Putting Spring Web Flow to a Load Test

Engineering | Rossen Stoyanchev | June 22, 2007 | ...

Load testing a Web Flow application is similar to load testing any other web application – we'll use a load testing tool to simulate increasing levels of concurrent client access in order to capture essential performance statistics.

With Web Flow there will be a couple of important considerations for the load test:

  1. The load test must maintain independent “cookie storage area” so each client request can carry an independent HTTP session.
  2. We need a mechanism for extracting the unique flow execution key from the initial response and use it to customize subsequent requests in the same flow session.

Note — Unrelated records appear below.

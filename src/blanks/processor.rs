//! File-level processing API
//!
//! The boundary consumed by callers that hold documents as files or raw
//! bytes: extract a placeholder sequence, or fill a template into a new
//! output artifact. Extraction is deterministic for identical content; a
//! fill never modifies its template and writes its output only after the
//! whole filled document exists in memory, so an aborted fill leaves no
//! partial artifact behind.

use std::fmt;
use std::path::Path;

use crate::blanks::artifacts::{self, ArtifactError};
use crate::blanks::filling::{self, AnswerMap, FillError};
use crate::blanks::placeholders::Placeholder;
use crate::blanks::scanning;

#[derive(Debug, Clone, PartialEq)]
pub enum ProcessError {
    Artifact(ArtifactError),
    Fill(FillError),
}

impl fmt::Display for ProcessError {
    fn fmt(&self, f: &mut fmt::Formatter<'_>) -> fmt::Result {
        match self {
            ProcessError::Artifact(err) => write!(f, "{err}"),
            ProcessError::Fill(err) => write!(f, "{err}"),
        }
    }
}

impl std::error::Error for ProcessError {}

impl From<ArtifactError> for ProcessError {
    fn from(err: ArtifactError) -> Self {
        ProcessError::Artifact(err)
    }
}

impl From<FillError> for ProcessError {
    fn from(err: FillError) -> Self {
        ProcessError::Fill(err)
    }
}

/// Extract the ordered placeholder sequence from a document artifact on disk.
pub fn extract_file<P: AsRef<Path>>(path: P) -> Result<Vec<Placeholder>, ProcessError> {
    let document = artifacts::load_document(path)?;
    Ok(scanning::extract(&document))
}

/// Extract the ordered placeholder sequence from raw artifact bytes.
pub fn extract_bytes(bytes: &[u8]) -> Result<Vec<Placeholder>, ProcessError> {
    let document = artifacts::document_from_bytes(bytes)?;
    Ok(scanning::extract(&document))
}

/// Fill a template artifact and write the result as a new artifact.
pub fn fill_file<P: AsRef<Path>, Q: AsRef<Path>>(
    template: P,
    output: Q,
    placeholders: &[Placeholder],
    answers: &AnswerMap,
) -> Result<(), ProcessError> {
    let document = artifacts::load_document(template)?;
    let filled = filling::fill(&document, placeholders, answers)?;
    artifacts::save_document(&filled, output)?;
    Ok(())
}

/// Fill raw template bytes into new artifact bytes.
pub fn fill_bytes(
    bytes: &[u8],
    placeholders: &[Placeholder],
    answers: &AnswerMap,
) -> Result<Vec<u8>, ProcessError> {
    let document = artifacts::document_from_bytes(bytes)?;
    let filled = filling::fill(&document, placeholders, answers)?;
    Ok(artifacts::document_to_bytes(&filled)?)
}
//! Structured document model
//!
//! A document is a tree of text-bearing regions: body paragraphs, tables of
//! rows and cells, and per-section header and footer paragraph lists.
//! Paragraph text is carried by styled runs; placeholder scanning always
//! operates on a paragraph's concatenated text, since a token may span run
//! boundaries.

pub mod elements;
pub mod traversal;

pub use elements::{Cell, Document, Paragraph, Row, Run, Section, Table};
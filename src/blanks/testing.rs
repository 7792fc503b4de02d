//! Test support
//!
//! Tests build documents through the fluent [`DocumentBuilder`] instead of
//! hand-assembling node types, and share one canonical financing-agreement
//! fixture so expected sequences live in a single place.

use crate::blanks::ast::{Cell, Document, Paragraph, Row, Run, Section, Table};

/// Start building a document.
pub fn doc() -> DocumentBuilder {
    DocumentBuilder::default()
}

#[derive(Debug, Default)]
pub struct DocumentBuilder {
    document: Document,
}

impl DocumentBuilder {
    /// Append a body paragraph with a single unstyled run.
    pub fn paragraph(mut self, text: &str) -> Self {
        self.document.body.push(Paragraph::from_text(text.to_string()));
        self
    }

    /// Append a body paragraph split into styled runs.
    pub fn runs(mut self, runs: &[(&str, Option<&str>)]) -> Self {
        let runs = runs
            .iter()
            .map(|(text, style)| match style {
                Some(style) => Run::styled((*text).to_string(), (*style).to_string()),
                None => Run::new((*text).to_string()),
            })
            .collect();
        self.document.body.push(Paragraph::from_runs(runs));
        self
    }

    /// Append a table from a grid of cell texts; each cell holds one
    /// paragraph.
    pub fn table(mut self, rows: &[&[&str]]) -> Self {
        let rows = rows
            .iter()
            .map(|cells| {
                Row::new(
                    cells
                        .iter()
                        .map(|text| Cell::from_text((*text).to_string()))
                        .collect(),
                )
            })
            .collect();
        self.document.tables.push(Table::new(rows));
        self
    }

    /// Append a section with the given header and footer paragraph texts.
    pub fn section(mut self, header: &[&str], footer: &[&str]) -> Self {
        let to_paragraphs = |texts: &[&str]| {
            texts
                .iter()
                .map(|text| Paragraph::from_text((*text).to_string()))
                .collect()
        };
        self.document.sections.push(
            Section::new()
                .with_header(to_paragraphs(header))
                .with_footer(to_paragraphs(footer)),
        );
        self
    }

    pub fn build(self) -> Document {
        self.document
    }
}

/// A miniature financing agreement exercising every region kind and both
/// bracket conventions, including duplicate literals.
///
/// Expected extraction order:
/// 0. `[Company Name]` (body)
/// 1. `[State of Incorporation]` (body)
/// 2. `[Investor Name]` (body)
/// 3. `$[_____________]` labeled `Purchase Amount` from context (body)
/// 4. `$[_____________]` labeled `Post-Money Valuation Cap` from context (body)
/// 5. `[Investor Name]` (table)
/// 6. `[Date of Safe]` (table)
/// 7. `[Company Name]` (header)
/// 8. `[Governing Law Jurisdiction]` (footer)
pub fn sample_agreement() -> Document {
    doc()
        .paragraph("THIS AGREEMENT is made by [Company Name], a [State of Incorporation] corporation.")
        .paragraph("The investor [Investor Name] pays the purchase amount of $[_____________] today.")
        .paragraph("The post-money valuation cap is $[_____________].")
        .table(&[
            &["Signature", "[Investor Name]"],
            &["Date", "[Date of Safe]"],
        ])
        .section(
            &["Safe Financing - [Company Name]"],
            &["Governed by the laws of [Governing Law Jurisdiction]"],
        )
        .build()
}
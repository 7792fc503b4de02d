//! Table elements
//!
//! Tables nest paragraphs inside cells inside rows. Traversal over a table is
//! row-major, cell-major, paragraph order within each cell.

use serde::{Deserialize, Serialize};

use super::paragraph::Paragraph;

#[derive(Debug, Clone, PartialEq, Default, Serialize, Deserialize)]
pub struct Cell {
    pub paragraphs: Vec<Paragraph>,
}

impl Cell {
    pub fn new(paragraphs: Vec<Paragraph>) -> Self {
        Self { paragraphs }
    }

    pub fn from_text(text: String) -> Self {
        Self {
            paragraphs: vec![Paragraph::from_text(text)],
        }
    }
}

#[derive(Debug, Clone, PartialEq, Default, Serialize, Deserialize)]
pub struct Row {
    pub cells: Vec<Cell>,
}

impl Row {
    pub fn new(cells: Vec<Cell>) -> Self {
        Self { cells }
    }
}

#[derive(Debug, Clone, PartialEq, Default, Serialize, Deserialize)]
pub struct Table {
    pub rows: Vec<Row>,
}

impl Table {
    pub fn new(rows: Vec<Row>) -> Self {
        Self { rows }
    }
}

Apache JMeter is an open-source performance test tool that can satisfy both considerations.

For 1) we add an HTTP Cookie Manager element at the root of each Test Group exercising Web Flow functionality. The Cookie Manager ensures each simulated client request can have its own cookies independent of other client requests thus allowing the servlet container to track independent HTTP sessions through the jsessionid cookie.

For 2) we add a Regular Expression Extractor immediately after the HTTP Request Element that initiates the flow. The purpose of the Extractor is to parse the HTTP response, locate some text using a regular expression we provide, and to make that text available as a variable for subsequent HTTP Request elements to use. Here is a sample Regular Expression Extractor configuration:

Reference Name: flowExecutionKey Regular Expression: name="_flowExecutionKey" value="(.*)" Template: $1$ Match No.: 0

With the above configuration, we can now embed the variable ${flowExecutionKey}in subsequent HTTP Request Elements that are part of the same flow session.

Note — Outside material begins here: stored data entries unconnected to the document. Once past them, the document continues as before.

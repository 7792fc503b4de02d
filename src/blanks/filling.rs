//! Positional document filling
//!
//! Rewrites a document by substituting collected answers into placeholder
//! positions:
//! - `answers`: validation and per-literal pool construction
//! - `pool`: ordered replacement queues, consumed front-first
//! - `filler`: the region re-walk that performs the substitutions
//!
//! The fill trusts that the document still matches the content the
//! placeholder sequence was extracted from; keeping it unchanged in between
//! is the caller's responsibility.

pub mod answers;
pub mod filler;
pub mod pool;

pub use filler::fill;
pub use pool::ReplacementPool;

use std::collections::BTreeMap;
use std::fmt;

use crate::blanks::currency::CurrencyError;

/// Map from occurrence index to raw answer value. Iteration is ascending by
/// index, which is what keeps per-literal pools in occurrence order.
pub type AnswerMap = BTreeMap<usize, String>;

/// Errors raised while validating answers against the placeholder sequence.
#[derive(Debug, Clone, PartialEq)]
pub enum FillError {
    /// A currency answer did not parse as a number.
    InvalidAmount(String),
    /// An answer referenced an occurrence index outside the sequence.
    UnknownIndex { index: usize, len: usize },
}

impl fmt::Display for FillError {
    fn fmt(&self, f: &mut fmt::Formatter<'_>) -> fmt::Result {
        match self {
            FillError::InvalidAmount(raw) => {
                write!(f, "not a valid currency amount: '{raw}'")
            }
            FillError::UnknownIndex { index, len } => {
                write!(
                    f,
                    "answer index {index} is out of bounds for a sequence of {len} placeholders"
                )
            }
        }
    }
}

impl std::error::Error for FillError {}

impl From<CurrencyError> for FillError {
    fn from(err: CurrencyError) -> Self {
        match err {
            CurrencyError::InvalidAmount(raw) => FillError::InvalidAmount(raw),
        }
    }
}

Now let's use this to put Web Flow to a load test. To properly exercise representative Web Flow functionality I created a sample web flow application to mimic a 6-step shopping cart flow collecting user input for shipping address, shipping options, credit card, billing address, order confirmation, as well as an order summary at the end. Individual steps in this flow include data binding and validation, view states, action states, decision states, and sub-flow states – things we'd expect to find in a typical Web Flow application. The application however uses stubs instead of actual database access code to avoid including such numbers in the overall statistics. We'd like to focus on Web Flow alone for this test.

After building the application and creating the JMeter scripts I added an Aggregate Report element to record performance stats for tests with different load levels.

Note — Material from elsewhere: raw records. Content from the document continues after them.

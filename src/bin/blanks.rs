//! Command-line interface for blanks
//! This binary extracts placeholders from a document artifact, fills a
//! template from an answers file, or runs the question/answer loop
//! interactively on the terminal.
//!
//! Usage:
//!   blanks extract `<path>` [--format `<format>`]                - Print the placeholder sequence
//!   blanks fill `<path>` --answers `<file>` --output `<path>`    - Fill a template from collected answers
//!   blanks ask `<path>` --output `<path>`                        - Answer questions interactively, then fill

use std::io::{self, BufRead, Write};
use std::path::Path;
use std::process;

use clap::{Arg, Command};

use blanks::blanks::filling::AnswerMap;
use blanks::blanks::interview::{AnswerError, Interview};
use blanks::blanks::placeholders::Placeholder;
use blanks::blanks::processor;

fn main() {
    let matches = Command::new("blanks")
        .version(env!("CARGO_PKG_VERSION"))
        .about("A tool for extracting and filling document placeholders")
        .subcommand_required(true)
        .arg_required_else_help(true)
        .subcommand(
            Command::new("extract")
                .about("Print the ordered placeholder sequence of a document")
                .arg(
                    Arg::new("path")
                        .help("Path to the document artifact")
                        .required(true)
                        .index(1),
                )
                .arg(
                    Arg::new("format")
                        .long("format")
                        .short('f')
                        .help("Output format ('simple' or 'json')")
                        .default_value("simple"),
                ),
        )
        .subcommand(
            Command::new("fill")
                .about("Fill a template from an answers file")
                .arg(
                    Arg::new("path")
                        .help("Path to the template artifact")
                        .required(true)
                        .index(1),
                )
                .arg(
                    Arg::new("answers")
                        .long("answers")
                        .short('a')
                        .help("Answers file (.json or .yaml), occurrence index to value")
                        .required(true),
                )
                .arg(
                    Arg::new("output")
                        .long("output")
                        .short('o')
                        .help("Where to write the filled artifact")
                        .required(true),
                ),
        )
        .subcommand(
            Command::new("ask")
                .about("Answer placeholder questions interactively, then fill")
                .arg(
                    Arg::new("path")
                        .help("Path to the template artifact")
                        .required(true)
                        .index(1),
                )
                .arg(
                    Arg::new("output")
                        .long("output")
                        .short('o')
                        .help("Where to write the filled artifact")
                        .required(true),
                ),
        )
        .get_matches();

    match matches.subcommand() {
        Some(("extract", extract_matches)) => {
            let path = extract_matches.get_one::<String>("path").unwrap();
            let format = extract_matches.get_one::<String>("format").unwrap();
            handle_extract_command(path, format);
        }
        Some(("fill", fill_matches)) => {
            let path = fill_matches.get_one::<String>("path").unwrap();
            let answers = fill_matches.get_one::<String>("answers").unwrap();
            let output = fill_matches.get_one::<String>("output").unwrap();
            handle_fill_command(path, answers, output);
        }
        Some(("ask", ask_matches)) => {
            let path = ask_matches.get_one::<String>("path").unwrap();
            let output = ask_matches.get_one::<String>("output").unwrap();
            handle_ask_command(path, output);
        }
        _ => unreachable!("subcommand is required"),
    }
}

fn handle_extract_command(path: &str, format: &str) {
    let placeholders = extract_or_exit(path);
    match format {
        "json" => match serde_json::to_string_pretty(&placeholders) {
            Ok(json) => println!("{json}"),
            Err(err) => fail(&format!("cannot serialize placeholders: {err}")),
        },
        "simple" => {
            for (index, placeholder) in placeholders.iter().enumerate() {
                println!("{index}. {placeholder}");
                if !placeholder.context.is_empty() {
                    println!("   context: ...{}...", placeholder.context);
                }
            }
            println!("{} placeholder(s) found", placeholders.len());
        }
        other => fail(&format!("unknown format '{other}' (expected 'simple' or 'json')")),
    }
}

fn handle_fill_command(path: &str, answers_path: &str, output: &str) {
    let answers = match load_answers(answers_path) {
        Ok(answers) => answers,
        Err(message) => fail(&message),
    };
    let placeholders = extract_or_exit(path);
    if let Err(err) = processor::fill_file(path, output, &placeholders, &answers) {
        fail(&err.to_string());
    }
    println!("Wrote filled document to {output}");
}

fn handle_ask_command(path: &str, output: &str) {
    let placeholders = extract_or_exit(path);
    if placeholders.is_empty() {
        println!("No placeholders found in {path}");
        return;
    }

    let mut interview = Interview::new(placeholders.clone());
    let stdin = io::stdin();
    while let Some(question) = interview.question() {
        println!();
        println!("[{}] {}", interview.progress(), question);
        if let Some(current) = interview.current() {
            if !current.context.is_empty() {
                println!("    context: ...{}...", current.context);
            }
        }
        print!("> ");
        let _ = io::stdout().flush();

        let mut line = String::new();
        match stdin.lock().read_line(&mut line) {
            Ok(0) => fail("input ended before all questions were answered"),
            Ok(_) => {}
            Err(err) => fail(&format!("cannot read answer: {err}")),
        }

        match interview.submit(&line) {
            Ok(()) => {}
            Err(AnswerError::Empty) => println!("Please provide an answer."),
            Err(AnswerError::InvalidAmount(raw)) => {
                println!("'{}' is not a valid number, try again.", raw.trim());
            }
            Err(AnswerError::Complete) => break,
        }
    }

    let answers = interview.into_answers();
    if let Err(err) = processor::fill_file(path, output, &placeholders, &answers) {
        fail(&err.to_string());
    }
    println!();
    println!("Wrote filled document to {output}");
}

fn extract_or_exit(path: &str) -> Vec<Placeholder> {
    match processor::extract_file(path) {
        Ok(placeholders) => placeholders,
        Err(err) => fail(&err.to_string()),
    }
}

/// Parse an answers file mapping occurrence index to value; YAML or JSON by
/// file extension.
fn load_answers(path: &str) -> Result<AnswerMap, String> {
    let bytes = std::fs::read(path).map_err(|err| format!("cannot read answers file '{path}': {err}"))?;
    let extension = Path::new(path)
        .extension()
        .and_then(|ext| ext.to_str())
        .unwrap_or("");
    if extension.eq_ignore_ascii_case("yaml") || extension.eq_ignore_ascii_case("yml") {
        serde_yaml::from_slice(&bytes).map_err(|err| format!("cannot parse answers file '{path}': {err}"))
    } else {
        serde_json::from_slice(&bytes).map_err(|err| format!("cannot parse answers file '{path}': {err}"))
    }
}

fn fail(message: &str) -> ! {
    eprintln!("Error: {message}");
    process::exit(1);
}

Using my Lenovo T60 dual-core laptop running Ubuntu and Apache Tomcat version 5.5 as the servlet container configured for a maximum of 150 concurrent connections I observed the following results:

Users 90% Max Requests/sec KB/sec Total Requests
20 102 596 351 380 18000
60 372 5942 338 366 18000
80 463 10287 336 364 18000
100 550 11144 315 342 18000
150 687 20691 306 332 18000

Real load testing should be done on real hardware and based on real use cases. There is no substitute for that. However, we can derive certain conclusions from the above numbers.

The above numbers indicate that when exercising core Web Flow functionality throughput remains stable even as the number of concurrent users is significantly increased. The response time for 90% of users remains less than a second. The worst response time climbs as the load increases but that's not surprising considering the inadequate hardware used for testing.

Using the above technique you can load test your own Web Flow applications.